- Born: Daniel Nall Rochelle, Illinois

Comedy career
- Years active: 2009–present
- Medium: Stand-up

= Daniel Van Kirk =

Comedian

Daniel Van Kirk (born Daniel Nall) is an American comedian, podcast personality, and writer from Rochelle, Illinois.

== Early life and education ==
Van Kirk earned his Bachelor of Fine Arts in theater performance from Roosevelt University.

== Career ==

===Sketch and stand-up comedy===
Van Kirk is a performer at UCB's Maude Night as a member of team Tut. Other Tut members include actors Molly Jane Bretthauer, David Brown, Hesley Harps, Marques Ray, and Alison Rich and writers Eric Cunningham, John Ford, Joey Clift, Joe Porter, and Ryan Hitchcock.

Van Kirk has performed at South by Southwest, Riot: LA Comedy Fest, Meltdown Comics, Set List Live, and Just For Laughs Festival in Montreal.

===Podcasts===
Van Kirk currently co-hosts The Pen Pals Podcast alongside fellow comedian Rory Scovel, and Dumb People Town with Randy and Jason Sklar.

He appears as himself and as comedic caricatures on several podcasts such as Sklarbro Country with Randy and Jason Sklar as a regular, The Bear Down Podcast, and The Todd Glass Show. He also hosts Hindsight with Daniel Van Kirk on the Steve Dahl Network.

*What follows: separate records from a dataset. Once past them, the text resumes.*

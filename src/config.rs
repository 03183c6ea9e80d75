use std::{env, fmt, path::PathBuf};

/// Which storage backend answers data-access calls.
#[derive(Debug, Clone, Copy, PartialEq, Eq)]
pub enum StorageMode {
    Cloud,
    Memory,
}

impl StorageMode {
    pub fn as_str(&self) -> &'static str {
        match self {
            StorageMode::Cloud => "cloud",
            StorageMode::Memory => "memory",
        }
    }
}

impl fmt::Display for StorageMode {
    fn fmt(&self, f: &mut fmt::Formatter<'_>) -> fmt::Result {
        f.write_str(self.as_str())
    }
}

#[derive(Debug, Clone, Copy, PartialEq, Eq)]
pub enum Environment {
    Development,
    Production,
}

impl Environment {
    fn parse(value: Option<String>) -> Self {
        match value.as_deref().map(str::trim) {
            Some(v) if v.eq_ignore_ascii_case("production") || v.eq_ignore_ascii_case("prod") => {
                Environment::Production
            }
            _ => Environment::Development,
        }
    }

    pub fn is_production(&self) -> bool {
        matches!(self, Environment::Production)
    }
}

/// Credentials for the cloud backend. Read once at process start.
#[derive(Clone, Default)]
pub struct StorageConfig {
    pub cloud_url: Option<String>,
    pub anon_key: Option<String>,
    pub service_key: Option<String>,
    pub allow_memory_fallback: bool,
}

impl fmt::Debug for StorageConfig {
    fn fmt(&self, f: &mut fmt::Formatter<'_>) -> fmt::Result {
        f.debug_struct("StorageConfig")
            .field("cloud_url", &self.cloud_url.as_ref().map(|_| "<set>"))
            .field("anon_key", &self.anon_key.as_ref().map(|_| "<redacted>"))
            .field("service_key", &self.service_key.as_ref().map(|_| "<redacted>"))
            .field("allow_memory_fallback", &self.allow_memory_fallback)
            .finish()
    }
}

impl StorageConfig {
    pub fn from_env() -> Self {
        Self::from_lookup(|key| env::var(key).ok())
    }

    /// Builds the config from an arbitrary key lookup. Blank values count as unset.
    pub fn from_lookup<F>(lookup: F) -> Self
    where
        F: Fn(&str) -> Option<String>,
    {
        let non_blank = |key: &str| lookup(key).filter(|v| !v.trim().is_empty());
        let allow_memory_fallback = lookup("STORAGE_ALLOW_FALLBACK")
            .map(|v| !matches!(v.trim().to_ascii_lowercase().as_str(), "0" | "false" | "no"))
            .unwrap_or(true);

        Self {
            cloud_url: non_blank("CLOUD_DATABASE_URL"),
            anon_key: non_blank("CLOUD_ANON_KEY"),
            service_key: non_blank("CLOUD_SERVICE_KEY"),
            allow_memory_fallback,
        }
    }

    /// An in-memory config, used by tests and local demos.
    pub fn memory() -> Self {
        Self {
            allow_memory_fallback: true,
            ..Self::default()
        }
    }

    pub fn is_backend_configured(&self) -> bool {
        self.cloud_url.is_some() && self.anon_key.is_some()
    }

    pub fn storage_mode(&self) -> StorageMode {
        if self.is_backend_configured() {
            StorageMode::Cloud
        } else {
            StorageMode::Memory
        }
    }

    /// The credential used to open cloud connections. The service key carries
    /// the privileges admin writes need, so it wins when present.
    pub fn connection_key(&self) -> Option<&str> {
        self.service_key.as_deref().or(self.anon_key.as_deref())
    }
}

#[derive(Debug, Clone)]
pub struct AppConfig {
    pub host: String,
    pub port: u16,
    pub environment: Environment,
    pub site_url: String,
    pub jwt_secret: String,
    pub upload_dir: PathBuf,
    pub storage: StorageConfig,
}

impl AppConfig {
    pub fn from_env() -> anyhow::Result<Self> {
        let environment = Environment::parse(env::var("APP_ENV").ok());
        let host = env::var("APP_HOST").unwrap_or_else(|_| "127.0.0.1".to_string());
        let port = env::var("APP_PORT")
            .ok()
            .and_then(|p| p.parse::<u16>().ok())
            .unwrap_or(3000);
        let site_url =
            env::var("SITE_URL").unwrap_or_else(|_| format!("http://{}:{}", host, port));
        let jwt_secret = match env::var("JWT_SECRET") {
            Ok(secret) if !secret.is_empty() => secret,
            _ if environment.is_production() => anyhow::bail!("JWT_SECRET must be set in production"),
            _ => {
                tracing::warn!("JWT_SECRET not set, using an insecure development secret");
                "dev-secret-change-me".to_string()
            }
        };
        let upload_dir = env::var("UPLOAD_DIR")
            .map(PathBuf::from)
            .unwrap_or_else(|_| PathBuf::from("public/uploads"));

        Ok(Self {
            host,
            port,
            environment,
            site_url,
            jwt_secret,
            upload_dir,
            storage: StorageConfig::from_env(),
        })
    }
}

#[cfg(test)]
mod tests {
    use super::*;
    use std::collections::HashMap;

    fn lookup(pairs: &[(&str, &str)]) -> impl Fn(&str) -> Option<String> {
        let map: HashMap<String, String> = pairs
            .iter()
            .map(|(k, v)| (k.to_string(), v.to_string()))
            .collect();
        move |key| map.get(key).cloned()
    }

    #[test]
    fn both_values_select_cloud() {
        let config = StorageConfig::from_lookup(lookup(&[
            ("CLOUD_DATABASE_URL", "postgres://db.example.com/shop"),
            ("CLOUD_ANON_KEY", "anon"),
        ]));
        assert!(config.is_backend_configured());
        assert_eq!(config.storage_mode(), StorageMode::Cloud);
    }

    #[test]
    fn missing_or_blank_key_selects_memory() {
        let only_url = StorageConfig::from_lookup(lookup(&[(
            "CLOUD_DATABASE_URL",
            "postgres://db.example.com/shop",
        )]));
        assert_eq!(only_url.storage_mode(), StorageMode::Memory);

        let blank_key = StorageConfig::from_lookup(lookup(&[
            ("CLOUD_DATABASE_URL", "postgres://db.example.com/shop"),
            ("CLOUD_ANON_KEY", "   "),
        ]));
        assert!(!blank_key.is_backend_configured());
        assert_eq!(StorageConfig::memory().storage_mode(), StorageMode::Memory);
    }

    #[test]
    fn service_key_preferred_for_connections() {
        let config = StorageConfig::from_lookup(lookup(&[
            ("CLOUD_ANON_KEY", "anon"),
            ("CLOUD_SERVICE_KEY", "service"),
        ]));
        assert_eq!(config.connection_key(), Some("service"));
        assert!(config.allow_memory_fallback);
    }

    #[test]
    fn fallback_can_be_disabled() {
        let config = StorageConfig::from_lookup(lookup(&[("STORAGE_ALLOW_FALLBACK", "false")]));
        assert!(!config.allow_memory_fallback);
    }

    #[test]
    fn environment_defaults_to_development() {
        assert_eq!(Environment::parse(None), Environment::Development);
        assert_eq!(
            Environment::parse(Some("Production".into())),
            Environment::Production
        );
    }
}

Van Kirk has appeared on Doug Benson's podcast, Doug Loves Movies, in character as Mark Wahlberg. A mini-game on the podcast is "Doing Lines with Mark", in which Van Kirk - either in person or via recording - recites a film quote as Wahlberg, and a contestant must name the film from which the quote originates. Van Kirk has also appeared on the podcast in character as Steven Seagal.

=== Thanks Diane ===
In November 2019, Van Kirk released his debut comedy album, Thanks Diane, on Blonde Medicine. It was recorded at UCB's Franklin Theatre in Los Angeles.

===Rose Gold===
In April 2024, Van Kirk released his new special, Rose Gold, named for his grandmother, Rosemary Van Kirk. Recorded at the Lincoln Lodge in Chicago, it is an all new hour.

===Wine Club===
Van Kirk stars in the film Wine Club, released in December 2023.